# Randoms of my lot!



## Blondie (Feb 27, 2011)

Just thought as being quite new, I would post some random piccies of my lot.

My baby boy Magnum










My daughter handling a friends male in the YKC ring - the first time I have allowed her to handle a male and she was stoked, LOL!!









Magnum again!


----------



## Blondie (Feb 27, 2011)

Magnum, head shot









My special Maddie 'Madmad'










Madmad again










My number 1, Cleo, aged 81/2


----------



## H0lly (Jan 31, 2010)

Gorgeous !!


----------



## Blondie (Feb 27, 2011)

Darla and Magnum, sharing a chair!!









Magnum and his daddy, Blue










Darla, after tucking herself in to keep warm, LOL!!


----------



## suewhite (Oct 31, 2009)

Great pics lovely looking dogs:thumbup:


----------



## Blondie (Feb 27, 2011)

My big boy Blue, posing, with the girls looking on through the doors, just coz he was getting some liver, lol!

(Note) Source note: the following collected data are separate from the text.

impl Topology {
    pub fn new() -> Self {
        Self::with_capacity(0, 0, 0)
    }

    pub fn with_capacity(nverts: usize, nedges: usize, nfaces: usize) -> Self {
        Topology {
            vertices: Vec::with_capacity(nverts),
            edges: Vec::with_capacity(nedges),
            faces: Vec::with_capacity(nfaces),
            vstatus: Vec::with_capacity(nverts),
            hstatus: Vec::with_capacity(nedges * 2),
            estatus: Vec::with_capacity(nedges),
            fstatus: Vec::with_capacity(nfaces),
            vprops: PropertyContainer::new(),
            hprops: PropertyContainer::new(),
            eprops: PropertyContainer::new(),
            fprops: PropertyContainer::new(),
            deleted_vertices: 0,
            deleted_edges: 0,
            deleted_faces: 0,
        }
    }

    /// Reserve memory for an additional number of elements of each kind.
    pub fn reserve(&mut self, nverts: usize, nedges: usize, nfaces: usize) -> Result<(), Error> {
        self.vertices.reserve(nverts);
        self.vstatus.reserve(nverts);
        self.vprops.reserve(nverts)?;
        self.edges.reserve(nedges);
        self.estatus.reserve(nedges);
        self.hstatus.reserve(nedges * 2);
        self.eprops.reserve(nedges)?;
        self.hprops.reserve(nedges * 2)?;
        self.faces.reserve(nfaces);
        self.fstatus.reserve(nfaces);
        self.fprops.reserve(nfaces)?;
        Ok(())
    }

    /// Remove all elements. Properties stay defined, with no values.
    pub fn clear(&mut self) -> Result<(), Error> {
        self.vprops.check_writable()?;
        self.hprops.check_writable()?;
        self.eprops.check_writable()?;
        self.fprops.check_writable()?;
        self.vprops.clear()?;
        self.hprops.clear()?;
        self.eprops.clear()?;
        self.fprops.clear()?;
        self.vertices.clear();
        self.edges.clear();
        self.faces.clear();
        self.vstatus.clear();
        self.hstatus.clear();
        self.estatus.clear();
        self.fstatus.clear();
        self.deleted_vertices = 0;
        self.deleted_edges = 0;
        self.deleted_faces = 0;
        Ok(())
    }

    pub(crate) fn vertex(&self, v: VH) -> &Vertex {
        &self.vertices[v.index() as usize]
    }

    pub(crate) fn halfedge(&self, h: HH) -> &Halfedge {
        &self.edges[(h.index() >> 1) as usize].halfedges[(h.index() & 1) as usize]
    }

    pub(crate) fn halfedge_mut(&mut self, h: HH) -> &mut Halfedge {
        &mut self.edges[(h.index() >> 1) as usize].halfedges[(h.index() & 1) as usize]
    }

    pub(crate) fn face(&self, f: FH) -> &Face {
        &self.faces[f.index() as usize]
    }

    pub(crate) fn set_vertex_halfedge(&mut self, v: VH, h: Option<HH>) {
        self.vertices[v.index() as usize].halfedge = h;
    }

    pub(crate) fn set_face_halfedge(&mut self, f: FH, h: HH) {
        self.faces[f.index() as usize].halfedge = h;
    }

    pub(crate) fn set_halfedge_face(&mut self, h: HH, f: Option<FH>) {
        self.halfedge_mut(h).face = f;
    }

    pub(crate) fn set_halfedge_vertex(&mut self, h: HH, v: VH) {
        self.halfedge_mut(h).vertex = v;
    }

    /// Make `next` follow `prev` in their loop.
    pub(crate) fn link_halfedges(&mut self, prev: HH, next: HH) {
        self.halfedge_mut(prev).next = next;
        self.halfedge_mut(next).prev = prev;
    }

    /// Point the vertex at one of its outgoing boundary halfedges, if it has
    /// any. Boundary vertices must always be stored this way so that
    /// circulating from the stored halfedge walks the whole fan.
    pub(crate) fn adjust_outgoing_halfedge(&mut self, v: VH) {
        let h = iterator::voh_ccw_iter(self, v).find(|h| self.is_boundary_halfedge(*h));
        if let Some(h) = h {
            self.set_vertex_halfedge(v, Some(h))
        }
    }

    pub(crate) fn mark_vertex_deleted(&mut self, v: VH) {
        let status = &mut self.vstatus[v.index() as usize];
        if !status.deleted() {
            status.set_deleted(true);
            self.deleted_vertices += 1;
        }
        self.set_vertex_halfedge(v, None);
    }

    pub(crate) fn mark_edge_deleted(&mut self, e: EH) {
        let status = &mut self.estatus[e.index() as usize];
        if !status.deleted() {
            status.set_deleted(true);
            self.deleted_edges += 1;
        }
        let (h, oh) = e.halfedges();
        self.hstatus[h.index() as usize].set_deleted(true);
        self.hstatus[oh.index() as usize].set_deleted(true);
    }

    pub(crate) fn mark_face_deleted(&mut self, f: FH) {
        let status = &mut self.fstatus[f.index() as usize];
        if !status.deleted() {
            status.set_deleted(true);
            self.deleted_faces += 1;
        }
    }

    pub fn add_vertex(&mut self) -> Result<VH, Error> {
        let vi = next_index(self.vertices.len(), 1, Kind::Vertex)?;
        self.vprops.push_value()?;
        self.vertices.push(Vertex { halfedge: None });
        self.vstatus.push(Status::default());
        Ok(vi.into())
    }

    /// Add `n` isolated vertices, returning the range of their indices.
    pub fn add_vertices(&mut self, n: usize) -> Result<Range<u32>, Error> {
        let start = next_index(self.vertices.len(), n, Kind::Vertex)?;
        self.vprops.push_values(n)?;
        self.vertices
            .resize(self.vertices.len() + n, Vertex { halfedge: None });
        self.vstatus
            .resize(self.vstatus.len() + n, Status::default());
        Ok(start..(start + n as u32))
    }

    /// Create a pair of unlinked halfedges and return the one going from
    /// `from` to `to`. The caller is responsible for linking them.
    pub(crate) fn new_edge(&mut self, from: VH, to: VH) -> Result<HH, Error> {
        // Halfedge indices run to twice the edge count.
        let ei = next_index(2 * self.edges.len(), 2, Kind::Halfedge)? / 2;
        let (h, oh): (HH, HH) = EH::from(ei).halfedges();
        self.hprops.check_writable()?;
        self.eprops.push_value()?;
        self.hprops.push_values(2)?;
        self.edges.push(Edge {
            halfedges: [
                Halfedge {
                    face: None,
                    vertex: to,
                    next: h,
                    prev: h,
                },
                Halfedge {
                    face: None,
                    vertex: from,
                    next: oh,
                    prev: oh,
                },
            ],
        });
        self.estatus.push(Status::default());
        self.hstatus.extend([Status::default(); 2]);
        Ok(h)
    }

    pub(crate) fn new_face(&mut self, halfedge: HH) -> Result<FH, Error> {
        let fi = next_index(self.faces.len(), 1, Kind::Face)?;
        self.fprops.push_value()?;
        self.faces.push(Face { halfedge });
        self.fstatus.push(Status::default());
        Ok(fi.into())
    }

    fn reject_face(&self, verts: &[VH], reason: NonManifold) -> Error {
        log::debug!("Cannot add face {:?}: {:?}", verts, reason);
        Error::NonManifoldInsertion(reason)
    }

    /// Add a face with the given vertices in counter-clockwise order.
    ///
    /// Missing edges are created. Nothing is modified if the face cannot be
    /// inserted without making the mesh non-manifold.
    pub(crate) fn add_face(&mut self, verts: &[VH], cache: &mut TopolCache) -> Result<FH, Error> {
        let nverts = verts.len();
        if nverts < 3 {
            log::debug!("Cannot add face {:?}: too few vertices", verts);
            return Err(Error::DegenerateFace(nverts));
        }
        for (i, v) in verts.iter().enumerate() {
            if !self.is_valid_vertex(*v) {
                return Err(Error::InvalidVertex(*v));
            }
            if self.is_deleted(*v) {
                return Err(Error::DeletedVertex(*v));
            }
            if verts[..i].contains(v) {
                log::debug!("Cannot add face {:?}: repeated vertex {}", verts, v);
                return Err(Error::RepeatedVertex(*v));
            }
        }
        cache.clear();
        cache.loop_halfedges.reserve(nverts);
        cache.needs_adjust.reserve(nverts);
        cache.next_cache.reserve(nverts * 6);
        // Check for topological errors.
        for i in 0..nverts {
            if !self.is_boundary_vertex(verts[i]) {
                // Ensure vertex is manifold.
                return Err(self.reject_face(verts, NonManifold::ComplexVertex(verts[i])));
            }
            // Ensure edge is manifold.
            let h = self.find_halfedge(verts[i], verts[(i + 1) % nverts]);
            if let Some(h) = h {
                if !self.is_boundary_halfedge(h) {
                    return Err(self.reject_face(verts, NonManifold::ComplexHalfedge(h)));
                }
            }
            cache.loop_halfedges.push(h);
            cache.needs_adjust.push(false);
        }
        // If any vertex has more than two incident boundary edges, relinking
        // might be necessary.
        for i in 0..nverts {
            let ii = (i + 1) % nverts;
            let (Some(inner_prev), Some(inner_next)) =
                (cache.loop_halfedges[i], cache.loop_halfedges[ii])
            else {
                continue;
            };
            if self.next_halfedge(inner_prev) == inner_next {
                continue;
            }
            // Find a boundary halfedge entering the vertex, other than
            // `inner_prev`, to park the patch between the two.
            let mut boundary_prev = inner_next.opposite();
            let mut found = false;
            for _ in 0..self.halfedges_size() {
                boundary_prev = self.next_halfedge(boundary_prev).opposite();
                if self.is_boundary_halfedge(boundary_prev) && boundary_prev != inner_prev {
                    found = true;
                    break;
                }
            }
            let boundary_next = self.next_halfedge(boundary_prev);
            if !found || boundary_next == inner_next {
                return Err(self.reject_face(verts, NonManifold::PatchRelinkingFailed(verts[ii])));
            }
            // Relink the patch.
            let patch_start = self.next_halfedge(inner_prev);
            let patch_end = self.prev_halfedge(inner_next);
            cache.next_cache.extend_from_slice(&[
                (boundary_prev, patch_start),
                (patch_end, boundary_next),
                (inner_prev, inner_next),
            ]);
        }
        // Every property column must be resizable before we start writing.
        self.hprops.check_writable()?;
        self.eprops.check_writable()?;
        self.fprops.check_writable()?;
        // No more errors from this point.
        cache.halfedges.reserve(nverts);
        for i in 0..nverts {
            let h = match cache.loop_halfedges[i] {
                Some(h) => h,
                None => self.new_edge(verts[i], verts[(i + 1) % nverts])?,
            };
            cache.halfedges.push(h);
        }
        let fnew = self.new_face(cache.halfedges[nverts - 1])?;
        for i in 0..nverts {
            let ii = (i + 1) % nverts;
            let v = verts[ii];
            let inner_prev = cache.halfedges[i];
            let inner_next = cache.halfedges[ii];
            match (
                cache.loop_halfedges[i].is_none(),
                cache.loop_halfedges[ii].is_none(),
            ) {
                (false, false) => {
                    cache.needs_adjust[ii] = self.vertex_halfedge(v) == Some(inner_next);
                }
                (true, false) => {
                    let outer_next = inner_prev.opposite();
                    let boundary_prev = self.prev_halfedge(inner_next);
                    cache.next_cache.push((boundary_prev, outer_next));
                    cache.next_cache.push((inner_prev, inner_next));
                    self.set_vertex_halfedge(v, Some(outer_next));
                }
                (false, true) => {
                    let outer_prev = inner_next.opposite();
                    let boundary_next = self.next_halfedge(inner_prev);
                    cache.next_cache.push((outer_prev, boundary_next));
                    cache.next_cache.push((inner_prev, inner_next));
                    self.set_vertex_halfedge(v, Some(boundary_next));
                }
                (true, true) => {
                    let outer_next = inner_prev.opposite();
                    let outer_prev = inner_next.opposite();
                    match self.vertex_halfedge(v) {
                        Some(boundary_next) => {
                            let boundary_prev = self.prev_halfedge(boundary_next);
                            cache.next_cache.push((boundary_prev, outer_next));
                            cache.next_cache.push((outer_prev, boundary_next));
                        }
                        None => {
                            self.set_vertex_halfedge(v, Some(outer_next));
                            cache.next_cache.push((outer_prev, outer_next));
                        }
                    }
                    cache.next_cache.push((inner_prev, inner_next));
                }
            }
            self.set_halfedge_face(inner_prev, Some(fnew));
        }
        // Process next halfedge cache.
        for (prev, next) in cache.next_cache.drain(..) {
            self.link_halfedges(prev, next);
        }
        // Adjust vertices' halfedge handles.
        for i in 0..nverts {
            if cache.needs_adjust[i] {
                self.adjust_outgoing_halfedge(verts[i]);
            }
        }
        debug_check_topology!(self, "add_face");
        Ok(fnew)
    }
}
use std::any::Any;

use crate::{
    element::{EH, FH, HH, Handle, VH},
    error::Error,
    macros::debug_check_topology,
    status::Status,
    topol::Topology,
};

/// Translates handles issued before a garbage collection into handles that are
/// valid after it.
///
/// Handles of deleted elements map to `None`. Surviving elements keep their
/// relative order, so the translation is monotonic.
pub struct Remap {
    vertices: Vec<Option<VH>>,
    halfedges: Vec<Option<HH>>,
    edges: Vec<Option<EH>>,
    faces: Vec<Option<FH>>,
}

fn lookup<H: Handle>(map: &[Option<H>], h: H) -> Option<H> {
    map.get(h.index() as usize).copied().flatten()
}

/// Rewrite the values if they are handles of kind `H`. Returns false if the
/// values are of some other type.
fn translate_handles<H: Handle>(values: &mut dyn Any, map: &[Option<H>]) -> bool {
    if let Some(handles) = values.downcast_mut::<Vec<H>>() {
        for h in handles.iter_mut() {
            *h = lookup(map, *h).unwrap_or(H::INVALID);
        }
        return true;
    }
    if let Some(handles) = values.downcast_mut::<Vec<Option<H>>>() {
        for h in handles.iter_mut() {
            *h = h.and_then(|h| lookup(map, h));
        }
        return true;
    }
    false
}

/// Assign consecutive indices to the live slots.
fn index_map<H: Handle>(keep: &[bool]) -> Vec<Option<H>> {
    let mut next = 0u32;
    keep.iter()
        .map(|&k| {
            k.then(|| {
                let h = H::from(next);
                next += 1;
                h
            })
        })
        .collect()
}

fn retain_with<T>(items: &mut Vec<T>, keep: &[bool]) {
    let mut flags = keep.iter();
    items.retain(|_| flags.next().copied().unwrap_or(false));
    items.shrink_to_fit();
}

impl Remap {
    pub fn vertex(&self, v: VH) -> Option<VH> {
        lookup(&self.vertices, v)
    }

    pub fn halfedge(&self, h: HH) -> Option<HH> {
        lookup(&self.halfedges, h)
    }

    pub fn edge(&self, e: EH) -> Option<EH> {
        lookup(&self.edges, e)
    }

    pub fn face(&self, f: FH) -> Option<FH> {
        lookup(&self.faces, f)
    }

    /// Rewrite a column of property values in place, if it stores handles or
    /// optional handles. Columns of any other type are left alone.
    pub(crate) fn translate(&self, values: &mut dyn Any) {
        let _ = translate_handles(values, &self.vertices)
            || translate_handles(values, &self.halfedges)
            || translate_handles(values, &self.edges)
            || translate_handles(values, &self.faces);
    }
}

fn live_flags(statuses: &[Status]) -> Vec<bool> {
    statuses.iter().map(|s| !s.deleted()).collect()
}

impl Topology {
    /// Remove the deleted elements from storage.
    ///
    /// The surviving elements are renumbered densely, keeping their relative
    /// order. Adjacency, property values, and property columns that store
    /// handles are all rewritten to the new numbering. The returned [`Remap`]
    /// translates handles held outside the mesh.
    ///
    /// Fails without modifying the mesh if any property is borrowed.
    pub fn garbage_collection(&mut self) -> Result<Remap, Error> {
        self.vprops.check_writable()?;
        self.hprops.check_writable()?;
        self.eprops.check_writable()?;
        self.fprops.check_writable()?;
        let vkeep = live_flags(&self.vstatus);
        let hkeep = live_flags(&self.hstatus);
        let ekeep = live_flags(&self.estatus);
        let fkeep = live_flags(&self.fstatus);
        let remap = Remap {
            vertices: index_map(&vkeep),
            halfedges: index_map(&hkeep),
            edges: index_map(&ekeep),
            faces: index_map(&fkeep),
        };
        let removed = (
            self.deleted_vertices,
            self.deleted_edges,
            self.deleted_faces,
        );
        // Records and statuses.
        retain_with(&mut self.vertices, &vkeep);
        retain_with(&mut self.edges, &ekeep);
        retain_with(&mut self.faces, &fkeep);
        retain_with(&mut self.vstatus, &vkeep);
        retain_with(&mut self.hstatus, &hkeep);
        retain_with(&mut self.estatus, &ekeep);
        retain_with(&mut self.fstatus, &fkeep);
        // Adjacency.
        for v in self.vertices.iter_mut() {
            v.halfedge = v.halfedge.and_then(|h| remap.halfedge(h));
        }
        for hedge in self.edges.iter_mut().flat_map(|e| e.halfedges.iter_mut()) {
            hedge.vertex = remap.vertex(hedge.vertex).unwrap_or(VH::INVALID);
            hedge.next = remap.halfedge(hedge.next).unwrap_or(HH::INVALID);
            hedge.prev = remap.halfedge(hedge.prev).unwrap_or(HH::INVALID);
            hedge.face = hedge.face.and_then(|f| remap.face(f));
        }
        for f in self.faces.iter_mut() {
            f.halfedge = remap.halfedge(f.halfedge).unwrap_or(HH::INVALID);
        }
        // Properties.
        self.vprops.retain(&vkeep)?;
        self.hprops.retain(&hkeep)?;
        self.eprops.retain(&ekeep)?;
        self.fprops.retain(&fkeep)?;
        self.vprops.remap_handles(&remap)?;
        self.hprops.remap_handles(&remap)?;
        self.eprops.remap_handles(&remap)?;
        self.fprops.remap_handles(&remap)?;
        self.deleted_vertices = 0;
        self.deleted_edges = 0;
        self.deleted_faces = 0;
        log::debug!(
            "Garbage collection removed {} vertices, {} edges and {} faces",
            removed.0,
            removed.1,
            removed.2
        );
        debug_check_topology!(self, "garbage_collection");
        Ok(remap)
    }
}

#[cfg(test)]
mod test {
    use proptest::prelude::*;

    use crate::{
        element::{EH, FH, HH, Handle, VH},
        error::Error,
        iterator,
        topol::{
            HasTopology, TopolCache, Topology,
            test::{quad_box, two_triangles},
        },
    };

    /// Grid of `nx` by `ny` quads.
    fn quad_grid(nx: u32, ny: u32) -> Topology {
        let mut topol = Topology::default();
        let mut cache = TopolCache::default();
        topol
            .add_vertices(((nx + 1) * (ny + 1)) as usize)
            .expect("Cannot add vertices");
        for y in 0..ny {
            for x in 0..nx {
                let v = y * (nx + 1) + x;
                topol
                    .add_face(
                        &[v, v + 1, v + nx + 2, v + nx + 1].map(VH::from),
                        &mut cache,
                    )
                    .expect("Cannot add face");
            }
        }
        topol
    }

    #[test]
    fn t_two_triangles_delete_and_collect() {
        let mut mesh = two_triangles();
        let mut cache = TopolCache::default();
        let mut ids = mesh.vprops.add("v:id", 0u32).expect("Cannot add property");
        for v in 0u32..4 {
            ids.set(v.into(), v * 10).expect("Cannot set property");
        }
        let mut tags = mesh.fprops.add("f:tag", 0u8).expect("Cannot add property");
        tags.set(1.into(), 7).expect("Cannot set property");
        mesh.delete_face(0.into(), &mut cache)
            .expect("Cannot delete face");
        let remap = mesh
            .garbage_collection()
            .expect("Garbage collection failed");
        assert!(!mesh.has_garbage());
        assert_eq!(mesh.faces_size(), 1);
        assert_eq!(mesh.vertices_size(), 3);
        assert_eq!(mesh.edges_size(), 3);
        assert_eq!(mesh.halfedges_size(), 6);
        assert_eq!(mesh.faces().collect::<Vec<_>>(), [FH::from(0)]);
        assert_eq!(remap.face(1.into()), Some(0.into()));
        assert_eq!(remap.face(0.into()), None);
        assert_eq!(remap.vertex(1.into()), None);
        assert_eq!(remap.vertex(3.into()), Some(2.into()));
        assert_eq!(tags.get_cloned(0.into()).expect("Cannot read property"), 7);
        assert_eq!(
            ids.try_borrow().expect("Cannot borrow property").to_vec(),
            vec![0, 20, 30]
        );
        assert_eq!(iterator::fv_ccw_iter(&mesh, 0.into()).count(), 3);
        assert!(iterator::fv_ccw_iter(&mesh, 0.into()).all(|v| v.index() < 3));
        mesh.check_topology().expect("Topology errors found");
    }

    #[test]
    fn t_handle_columns_are_remapped() {
        let mut qbox = quad_box();
        let mut cache = TopolCache::default();
        let mut partner = qbox
            .vprops
            .add("v:partner", VH::INVALID)
            .expect("Cannot add property");
        let mut last = qbox
            .vprops
            .add::<Option<FH>>("v:last_face", None)
            .expect("Cannot add property");
        let mut across = qbox
            .hprops
            .add("h:across", EH::INVALID)
            .expect("Cannot add property");
        for v in 0u32..8 {
            partner
                .set(v.into(), ((v + 1) % 8).into())
                .expect("Cannot set property");
            let f = iterator::vf_ccw_iter(&qbox, v.into()).max();
            last.set(v.into(), f).expect("Cannot set property");
        }
        for h in qbox.halfedges().collect::<Vec<_>>() {
            across.set(h, h.edge()).expect("Cannot set property");
        }
        qbox.delete_vertex(0.into(), &mut cache)
            .expect("Cannot delete vertex");
        let remap = qbox
            .garbage_collection()
            .expect("Garbage collection failed");
        assert_eq!(qbox.num_vertices(), 7);
        assert_eq!(qbox.num_faces(), 3);
        let partner = partner.try_borrow().expect("Cannot borrow property");
        // Vertex 7 pointed at the deleted vertex 0.
        assert_eq!(partner[VH::from(6)], VH::INVALID);
        for v in 0u32..6 {
            assert_eq!(partner[VH::from(v)], VH::from(v + 1));
        }
        let last = last.try_borrow().expect("Cannot borrow property");
        for v in qbox.vertices() {
            if let Some(f) = last[v] {
                assert!(!qbox.is_deleted(f));
            }
        }
        // Old face 2 survives as face 0, and was the last face of old vertex 1.
        assert_eq!(remap.face(2.into()), Some(0.into()));
        assert_eq!(last[VH::from(0)], Some(0.into()));
        let across = across.try_borrow().expect("Cannot borrow property");
        for h in qbox.halfedges() {
            assert_eq!(across[h], h.edge());
        }
        qbox.check_topology().expect("Topology errors found");
    }

    #[test]
    fn t_collection_preserves_order() {
        let mut grid = quad_grid(4, 4);
        let mut cache = TopolCache::default();
        let mut ids = grid.fprops.add("f:id", 0u32).expect("Cannot add property");
        for f in grid.faces().collect::<Vec<_>>() {
            ids.set(f, f.index()).expect("Cannot set property");
        }
        for f in [1u32, 6, 7, 12] {
            grid.delete_face(f.into(), &mut cache)
                .expect("Cannot delete face");
        }
        let remap = grid.garbage_collection().expect("Garbage collection failed");
        assert_eq!(grid.num_faces(), 12);
        assert_eq!(
            ids.try_borrow().expect("Cannot borrow property").to_vec(),
            vec![0, 2, 3, 4, 5, 8, 9, 10, 11, 13, 14, 15]
        );
        let mapped: Vec<_> = (0u32..16)
            .filter_map(|f| remap.face(f.into()))
            .map(|f| f.index())
            .collect();
        assert_eq!(mapped, (0u32..12).collect::<Vec<_>>());
        grid.check_topology().expect("Topology errors found");
    }

    #[test]
    fn t_borrowed_property_blocks_collection() {
        let mut mesh = two_triangles();
        let mut cache = TopolCache::default();
        let ids = mesh.vprops.add("v:id", 0u32).expect("Cannot add property");
        mesh.delete_face(0.into(), &mut cache)
            .expect("Cannot delete face");
        {
            let _values = ids.try_borrow().expect("Cannot borrow property");
            assert!(matches!(
                mesh.garbage_collection(),
                Err(Error::BorrowedPropertyAccess)
            ));
            assert!(mesh.has_garbage());
            assert_eq!(mesh.vertices_size(), 4);
        }
        mesh.garbage_collection()
            .expect("Garbage collection failed");
        assert_eq!(mesh.vertices_size(), 3);
    }

    #[test]
    fn t_collect_without_garbage() {
        let mut qbox = quad_box();
        let remap = qbox.garbage_collection().expect("Garbage collection failed");
        assert_eq!(qbox.num_edges(), 12);
        for h in 0u32..24 {
            assert_eq!(remap.halfedge(h.into()), Some(HH::from(h)));
        }
        assert_eq!(remap.vertex(VH::INVALID), None);
        qbox.check_topology().expect("Topology errors found");
    }

    #[derive(Debug, Clone)]
    enum Deletion {
        Vertex(u32),
        Edge(u32),
        Face(u32),
    }

    fn deletion() -> impl Strategy<Value = Deletion> {
        prop_oneof![
            (0u32..64).prop_map(Deletion::Vertex),
            (0u32..128).prop_map(Deletion::Edge),
            (0u32..64).prop_map(Deletion::Face),
        ]
    }

    proptest! {
        #[test]
        fn prop_delete_and_collect(
            nx in 1u32..6,
            ny in 1u32..6,
            deletions in prop::collection::vec(deletion(), 0..12),
        ) {
            let mut grid = quad_grid(nx, ny);
            let mut cache = TopolCache::default();
            let mut vids = grid.vprops.add("v:id", 0u32).expect("Cannot add property");
            let mut fids = grid.fprops.add("f:id", 0u32).expect("Cannot add property");
            for v in grid.vertices().collect::<Vec<_>>() {
                vids.set(v, v.index()).expect("Cannot set property");
            }
            for f in grid.faces().collect::<Vec<_>>() {
                fids.set(f, f.index()).expect("Cannot set property");
            }
            for d in deletions {
                let result = match d {
                    Deletion::Vertex(i) if (i as usize) < grid.vertices_size() => {
                        grid.delete_vertex(i.into(), &mut cache)
                    }
                    Deletion::Edge(i) if (i as usize) < grid.edges_size() => {
                        grid.delete_edge(i.into(), &mut cache)
                    }
                    Deletion::Face(i) if (i as usize) < grid.faces_size() => {
                        grid.delete_face(i.into(), &mut cache)
                    }
                    _ => Ok(()),
                };
                prop_assert!(result.is_ok());
                prop_assert!(grid.check_topology().is_ok());
            }
            let nverts = grid.num_vertices();
            let nedges = grid.num_edges();
            let nfaces = grid.num_faces();
            let remap = grid.garbage_collection().expect("Garbage collection failed");
            prop_assert!(!grid.has_garbage());
            prop_assert_eq!(grid.vertices_size(), nverts);
            prop_assert_eq!(grid.edges_size(), nedges);
            prop_assert_eq!(grid.faces_size(), nfaces);
            prop_assert!(grid.check_topology().is_ok());
            let vids = vids.try_borrow().expect("Cannot borrow property");
            for v in grid.vertices() {
                prop_assert_eq!(remap.vertex(vids[v].into()), Some(v));
            }
            prop_assert!(vids.windows(2).all(|w| w[0] < w[1]));
            let fids = fids.try_borrow().expect("Cannot borrow property");
            for f in grid.faces() {
                prop_assert_eq!(remap.face(fids[f].into()), Some(f));
            }
        }
    }
}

Magnum, he knows how to get comfy!


----------



## H0lly (Jan 31, 2010)

Do they all live with you, Bet thats fun when the postman comes to the door


----------



## Blondie (Feb 27, 2011)

H0lly said:


> Do they all live with you, Bet thats fun when the postman comes to the door


We have a postbox on the wall coz Maddie starting grabbing the post as it appeared through the letterbox and eating it, PMSL!!


----------



## H0lly (Jan 31, 2010)

Ahhhh , wise move


----------



## Blondie (Feb 27, 2011)

Deffo!! We have no idea why she suddenly started doing it as she never had before, but we thought we'd be on the safe side and as well as protect our post, it protects the posties fingers too!!


----------



## H0lly (Jan 31, 2010)

Indeed. My oh is a postie and i can only imagine what he would say if he was greated with those beautys LOL


----------



## Blondie (Feb 27, 2011)

H0lly said:


> Indeed. My oh is a postie and i can only imagine what he would say if he was greated with those beautys LOL


We have two regular posties and one is scared witless )bless him!) but the other guy loves them, OH often watches for him coming in the summer and then lets them all out in the front garden and he has a bit fuss with them all.


----------



## Blondie (Feb 27, 2011)

Found a just a couple more.........


----------



## lifeizsweet (Jun 7, 2009)

Gorgeous - my friend has a rottie but he's a big old clumsy dunk compared to yours!


----------



## kaisa624 (Mar 5, 2010)

Love the ears in the puppy running shot


----------



## nikki2009 (Feb 5, 2011)

they are gourgeous dogs :thumbup::thumbup:


----------



## Thorne (May 11, 2009)

Wonderful pictures! Your gang is gorgeous, I'd love to have a Rott myself one day :thumbup:


----------



## The3DChis (Jan 17, 2011)

Beautiful dogs and brilliant pics!
I have a chi called Darla. lol


----------



## Angie2011 (Feb 2, 2011)

Your babies are SCRUMDIDLYOUS!!! LOVED the pics! they are a credit to you. :thumbup::thumbup: Angie


----------